Citing that more than 160 municipalities and Hawaii have some sort of ban on plastic bags, The New Orleans Advocate reported (November 21, 2015) that City Councilwomen Susan Guidry and Latoya Cantrell introduced an ordinance that would require retailers to charge customers (with some logical exceptions) for paper and plastic bags. On March 10, 2016, the Advocate reported that the bill (#31074), indeed, would be taken up at the next legislature session by the House Committee in Municipal, Parochial and Cultural Affairs, which had its first session March17 of this year.

The plastics industry spends millions of dollars to keep regulation at a minimum, if at all. They don’t care if plastic is choking our planet. They’re fat cats that make mucho dinero and are laughing all the way to the bank. They claim that poor people will suffer if they have to pay a fee for plastic grocery bags and neglect to mention that the price of those bags is already factored into goods purchased. Their argument is that it is a tax on shopping.

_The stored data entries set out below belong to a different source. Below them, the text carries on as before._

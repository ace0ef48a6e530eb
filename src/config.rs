//! Connection and reconnection options.

use std::time::Duration;

/// Default time to wait for the result of a command.
pub const DEFAULT_COMMAND_TIMEOUT: Duration = Duration::from_secs(30);

/// Default size of the buffer used to receive one frame.
pub const DEFAULT_READ_BUFFER_SIZE: usize = 1024;

/// Management connection options.
#[derive(Clone, Debug, PartialEq, Eq, Hash)]
#[cfg_attr(feature = "serde", derive(serde::Serialize, serde::Deserialize))]
pub struct ConnectionConfig {
    /// Time to wait for the status or completion event of a command.
    pub command_timeout: Duration,
    /// Size of the receive buffer.
    ///
    /// Frames longer than this are truncated by the kernel and will fail to decode.
    pub read_buffer_size: usize,
    /// Serialize commands with the same controller index and opcode.
    ///
    /// The kernel echoes only the opcode in its completion events, so two
    /// such commands in flight cannot be told apart.
    pub serialize_opcodes: bool,
}

impl Default for ConnectionConfig {
    fn default() -> Self {
        Self {
            command_timeout: DEFAULT_COMMAND_TIMEOUT,
            read_buffer_size: DEFAULT_READ_BUFFER_SIZE,
            serialize_opcodes: true,
        }
    }
}

/// Policy for replacing a closed connection.
///
/// The delay before attempt `n` (counting from zero) is
/// `initial_delay * multiplier^n`, capped at `max_delay`.
#[derive(Clone, Debug, PartialEq, Eq, Hash)]
#[cfg_attr(feature = "serde", derive(serde::Serialize, serde::Deserialize))]
pub struct ReconnectPolicy {
    /// Maximum number of consecutive failed attempts before giving up.
    pub max_attempts: u32,
    /// Delay before the first attempt.
    pub initial_delay: Duration,
    /// Upper bound of the delay between attempts.
    pub max_delay: Duration,
    /// Factor applied to the delay after each attempt.
    pub multiplier: u32,
}

impl ReconnectPolicy {
    const DEFAULT_MAX_ATTEMPTS: u32 = 10;
    const DEFAULT_INITIAL_DELAY: Duration = Duration::from_millis(500);
    const DEFAULT_MAX_DELAY: Duration = Duration::from_secs(30);
    const DEFAULT_MULTIPLIER: u32 = 2;

    /// Delay before the specified attempt, counting from zero.
    pub fn delay(&self, attempt: u32) -> Duration {
        let factor = self.multiplier.checked_pow(attempt).unwrap_or(u32::MAX);
        self.initial_delay.checked_mul(factor).unwrap_or(self.max_delay).min(self.max_delay)
    }
}

impl Default for ReconnectPolicy {
    fn default() -> Self {
        Self {
            max_attempts: Self::DEFAULT_MAX_ATTEMPTS,
            initial_delay: Self::DEFAULT_INITIAL_DELAY,
            max_delay: Self::DEFAULT_MAX_DELAY,
            multiplier: Self::DEFAULT_MULTIPLIER,
        }
    }
}
//! Command status codes.

use num_derive::{FromPrimitive, ToPrimitive};
use num_traits::FromPrimitive;
use strum::IntoStaticStr;

use crate::{Error, ErrorKind, Result};

/// Status of a management command as reported by the kernel.
#[derive(
    Clone,
    Copy,
    Debug,
    displaydoc::Display,
    Eq,
    PartialEq,
    Ord,
    PartialOrd,
    Hash,
    IntoStaticStr,
    FromPrimitive,
    ToPrimitive,
)]
#[cfg_attr(feature = "serde", derive(serde::Serialize, serde::Deserialize))]
#[repr(u8)]
pub enum Status {
    /// success
    Success = 0x00,
    /// unknown command
    UnknownCommand = 0x01,
    /// not connected
    NotConnected = 0x02,
    /// failed
    Failed = 0x03,
    /// connect failed
    ConnectFailed = 0x04,
    /// authentication failed
    AuthenticationFailed = 0x05,
    /// not paired
    NotPaired = 0x06,
    /// no resources
    NoResources = 0x07,
    /// timeout
    Timeout = 0x08,
    /// already connected
    AlreadyConnected = 0x09,
    /// busy
    Busy = 0x0a,
    /// rejected
    Rejected = 0x0b,
    /// not supported
    NotSupported = 0x0c,
    /// invalid parameters
    InvalidParameters = 0x0d,
    /// disconnected
    Disconnected = 0x0e,
    /// not powered
    NotPowered = 0x0f,
    /// cancelled
    Cancelled = 0x10,
    /// invalid index
    InvalidIndex = 0x11,
    /// blocked through rfkill
    RfKilled = 0x12,
    /// already paired
    AlreadyPaired = 0x13,
    /// permission denied
    PermissionDenied = 0x14,
}

impl Status {
    /// Decodes a wire status byte.
    ///
    /// Returns `None` for codes this library does not know.
    pub fn from_code(code: u8) -> Option<Self> {
        Self::from_u8(code)
    }

    /// Wire status byte.
    pub const fn code(self) -> u8 {
        self as u8
    }

    /// Whether this is [Status::Success].
    pub const fn is_success(self) -> bool {
        matches!(self, Self::Success)
    }

    /// Converts the status into a result, mapping every status except success to an error.
    pub fn into_result(self) -> Result<()> {
        match self {
            Self::Success => Ok(()),
            status => Err(Error::new(ErrorKind::Status(status))),
        }
    }
}

/// Maps a wire status byte to a result.
///
/// Unknown codes produce [ErrorKind::UnknownStatus] instead of a decoding failure.
pub(crate) fn check_status(code: u8) -> Result<()> {
    match Status::from_code(code) {
        Some(status) => status.into_result(),
        None => Err(Error::new(ErrorKind::UnknownStatus(code))),
    }
}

Conscientious folks will point out that it isn’t hard to bring your own reusable bag, and many companies are willing to give reusable bags away just to have the advertising space.

Plastic is made of petroleum and chemicals that are compressed into large molecules that are malleable, hence the name. In 2014, plastic grocery bags were the seventh most common item collected during the Ocean Conservancy’s International Coastal Cleanup, behind smaller debris such as cigarette butts, plastic straws and bottle caps. Plastic bags can choke marine life, snag birds and hang about in tree tops like (as they say in Ireland) “witches’ knickers”.

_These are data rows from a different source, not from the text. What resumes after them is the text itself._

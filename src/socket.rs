//! Management socket transport.

use libc::{AF_BLUETOOTH, MSG_NOSIGNAL};
use parking_lot::Mutex;
use std::{
    fmt,
    io::ErrorKind as IoErrorKind,
    os::fd::{FromRawFd, OwnedFd, RawFd},
    sync::Arc,
};
use strum::Display;
use tokio::{
    io::unix::AsyncFd,
    select,
    sync::{watch, Mutex as AsyncMutex},
};

use crate::{
    sock,
    sys::{sockaddr_hci, HCI_CHANNEL_CONTROL, HCI_DEV_NONE},
    Error, ErrorKind, Result,
};

/// Address of an HCI socket channel.
#[derive(Clone, Copy, Debug, PartialEq, Eq, Hash)]
pub struct HciAddr {
    /// Device index or `0xffff` for none.
    pub dev: u16,
    /// Channel.
    pub channel: u16,
}

impl HciAddr {
    /// Control channel of the management interface, not bound to a device.
    pub const fn control() -> Self {
        Self { dev: HCI_DEV_NONE, channel: HCI_CHANNEL_CONTROL }
    }
}

impl From<HciAddr> for sockaddr_hci {
    fn from(addr: HciAddr) -> Self {
        sockaddr_hci { hci_family: AF_BLUETOOTH as _, hci_dev: addr.dev, hci_channel: addr.channel }
    }
}

/// Lifecycle state of a [Socket].
#[derive(Clone, Copy, Debug, PartialEq, Eq, Hash, Display)]
pub enum SocketState {
    /// No descriptor has been opened yet.
    Disconnected,
    /// Descriptor is open but not bound.
    Connected,
    /// Bound to the control channel; reads and writes are possible.
    Bound,
    /// Closed; this is final.
    Closed,
}

enum Fd {
    Disconnected,
    Connected(Arc<AsyncFd<OwnedFd>>),
    Bound(Arc<AsyncFd<OwnedFd>>),
    Closed,
}

impl Fd {
    fn state(&self) -> SocketState {
        match self {
            Self::Disconnected => SocketState::Disconnected,
            Self::Connected(_) => SocketState::Connected,
            Self::Bound(_) => SocketState::Bound,
            Self::Closed => SocketState::Closed,
        }
    }
}

/// Raw Bluetooth socket bound to the management control channel.
///
/// Reads and writes are guarded by separate locks, so a pending read never
/// delays a write. Closing the socket wakes all pending reads and writes.
pub struct Socket {
    fd: Mutex<Fd>,
    read_lock: AsyncMutex<()>,
    write_lock: AsyncMutex<()>,
    closed_tx: watch::Sender<bool>,
}

impl fmt::Debug for Socket {
    fn fmt(&self, f: &mut fmt::Formatter<'_>) -> fmt::Result {
        write!(f, "Socket {{ state: {} }}", self.state())
    }
}

impl Default for Socket {
    fn default() -> Self {
        Self::new()
    }
}

impl Socket {
    /// Creates a socket in the disconnected state.
    pub fn new() -> Self {
        let (closed_tx, _) = watch::channel(false);
        Self {
            fd: Mutex::new(Fd::Disconnected),
            read_lock: AsyncMutex::new(()),
            write_lock: AsyncMutex::new(()),
            closed_tx,
        }
    }

    /// Opens a socket and binds it to the management control channel.
    ///
    /// Must be called from a Tokio runtime.
    pub fn open() -> Result<Self> {
        let socket = Self::new();
        socket.connect()?;
        if let Err(err) = socket.bind() {
            let _ = socket.close();
            return Err(err);
        }
        Ok(socket)
    }

    /// Constructs a bound socket from the specified raw file descriptor.
    ///
    /// The descriptor must be a message oriented socket in non-blocking mode.
    /// Must be called from a Tokio runtime.
    ///
    /// # Safety
    /// If the passed file descriptor is invalid, undefined behavior may occur.
    pub unsafe fn from_raw_fd(fd: RawFd) -> Result<Self> {
        let fd = AsyncFd::new(OwnedFd::from_raw_fd(fd))?;
        let socket = Self::new();
        *socket.fd.lock() = Fd::Bound(Arc::new(fd));
        Ok(socket)
    }

    /// Current lifecycle state.
    pub fn state(&self) -> SocketState {
        self.fd.lock().state()
    }

    /// Opens the raw Bluetooth HCI socket.
    ///
    /// Must be called from a Tokio runtime.
    pub fn connect(&self) -> Result<()> {
        let mut fd = self.fd.lock();
        match &*fd {
            Fd::Disconnected => (),
            Fd::Closed => return Err(Error::closed()),
            _ => return Err(Error::with_message(ErrorKind::SocketOpen, "socket is already open")),
        }

        let socket = sock::hci_socket()
            .map_err(|err| Error::with_message(ErrorKind::SocketOpen, err.to_string()))?;
        let socket =
            AsyncFd::new(socket).map_err(|err| Error::with_message(ErrorKind::SocketOpen, err.to_string()))?;
        *fd = Fd::Connected(Arc::new(socket));
        log::debug!("Opened management socket");
        Ok(())
    }

    /// Binds the socket to the management control channel.
    pub fn bind(&self) -> Result<()> {
        let mut fd = self.fd.lock();
        let socket = match &*fd {
            Fd::Connected(socket) => socket.clone(),
            Fd::Closed => return Err(Error::closed()),
            _ => return Err(Error::with_message(ErrorKind::SocketBind, format!("socket is {}", fd.state()))),
        };

        sock::bind(socket.get_ref(), &HciAddr::control().into())
            .map_err(|err| Error::with_message(ErrorKind::SocketBind, err.to_string()))?;
        *fd = Fd::Bound(socket);
        log::debug!("Bound management socket to control channel");
        Ok(())
    }

    fn bound(&self) -> Result<Arc<AsyncFd<OwnedFd>>> {
        match &*self.fd.lock() {
            Fd::Bound(socket) => Ok(socket.clone()),
            Fd::Closed => Err(Error::closed()),
            other => Err(Error::with_message(ErrorKind::NotConnected, format!("socket is {}", other.state()))),
        }
    }

    /// Receives one frame into the buffer and returns its length.
    ///
    /// Frames longer than the buffer are truncated.
    pub async fn read(&self, buf: &mut [u8]) -> Result<usize> {
        let _guard = self.read_lock.lock().await;
        let socket = self.bound()?;
        let mut closed_rx = self.closed_tx.subscribe();

        loop {
            select! {
                res = socket.readable() => {
                    let mut guard = res?;
                    match guard.try_io(|inner| sock::recv(inner.get_ref(), &mut *buf, 0)) {
                        Ok(result) => return Ok(result?),
                        Err(_would_block) => continue,
                    }
                }
                () = wait_closed(&mut closed_rx) => return Err(Error::closed()),
            }
        }
    }

    /// Sends the buffer and returns how many bytes were written.
    pub async fn write(&self, buf: &[u8]) -> Result<usize> {
        let _guard = self.write_lock.lock().await;
        let socket = self.bound()?;
        self.send(&socket, buf).await
    }

    /// Sends the whole buffer, retrying after partial writes.
    pub async fn write_all(&self, mut buf: &[u8]) -> Result<()> {
        let _guard = self.write_lock.lock().await;
        let socket = self.bound()?;
        while !buf.is_empty() {
            match self.send(&socket, buf).await? {
                0 => return Err(std::io::Error::from(IoErrorKind::WriteZero).into()),
                n => buf = &buf[n..],
            }
        }
        Ok(())
    }

    async fn send(&self, socket: &AsyncFd<OwnedFd>, buf: &[u8]) -> Result<usize> {
        let mut closed_rx = self.closed_tx.subscribe();
        loop {
            select! {
                res = socket.writable() => {
                    let mut guard = res?;
                    match guard.try_io(|inner| sock::send(inner.get_ref(), buf, MSG_NOSIGNAL)) {
                        Ok(result) => return Ok(result?),
                        Err(_would_block) => continue,
                    }
                }
                () = wait_closed(&mut closed_rx) => return Err(Error::closed()),
            }
        }
    }

    /// Closes the socket.
    ///
    /// Pending reads and writes fail with [ErrorKind::Closed].
    /// Closing an already closed socket succeeds.
    pub fn close(&self) -> Result<()> {
        let prev = std::mem::replace(&mut *self.fd.lock(), Fd::Closed);
        self.closed_tx.send_replace(true);
        match prev {
            Fd::Connected(_) | Fd::Bound(_) => log::debug!("Closed management socket"),
            Fd::Disconnected => log::trace!("Closed management socket that was never opened"),
            Fd::Closed => (),
        }
        Ok(())
    }
}

/// Completes once the watched flag becomes true or its sender is gone.
pub(crate) async fn wait_closed(rx: &mut watch::Receiver<bool>) {
    let _ = rx.wait_for(|closed| *closed).await;
}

Proponents of bag usage will tell us that most bags have a second life as garbage can liners, kitty box liners and pooper scooping bags. Logic tells us that this is still only one step closer to the dump. By some estimates, the world uses and throws away more than a trillion bags a year, that’s 1,000,000,000,000. Think about that when that BRF employee at the checkout station loads your cart with more plastic bags than items purchased. One big plastic boogie man is BPA, found in food and liquid packaging and containers, thermal cash register receipts and the lining of canned goods (75% of cans in North America are lined with BPA). BPA gets into your bloodstream, and is an endocrine disrupter with links to cancer, asthma, autism, blood pressure, childhood obesity and diabetes, as well as compromises in fetal development. BPA is a plastic product. It can even be absorbed through skin pores.

Can we now ever conceive of a world without plastic? Unfortunately not. The genie is out of the bottle, and as I look up from my (plastic) keyboard, I count twenty different products made from the material within arm’s reach. The most logical solution to the proliferation would be to stop producing the stuff and to rely solely upon recycling that which we can, and doing without that which we cannot.

In a call to the Councilwomen’s offices, I was told that: “New Orleans households use approximately 225 million plastic bags annually. Reducing the use of these plastic bags will not only beautify our city and save taxpayer dollars on sanitation collection, but will also prevent toxic environmental harms that occur in the plastics production process. By encouraging consumers to bring their own bags to shop, we save resources and lessen the need to create throw-away consumer goods. I have enjoyed working with the Reusable Bag Alliance to educate the public about this ordinance, and look forward to the hearing in September.”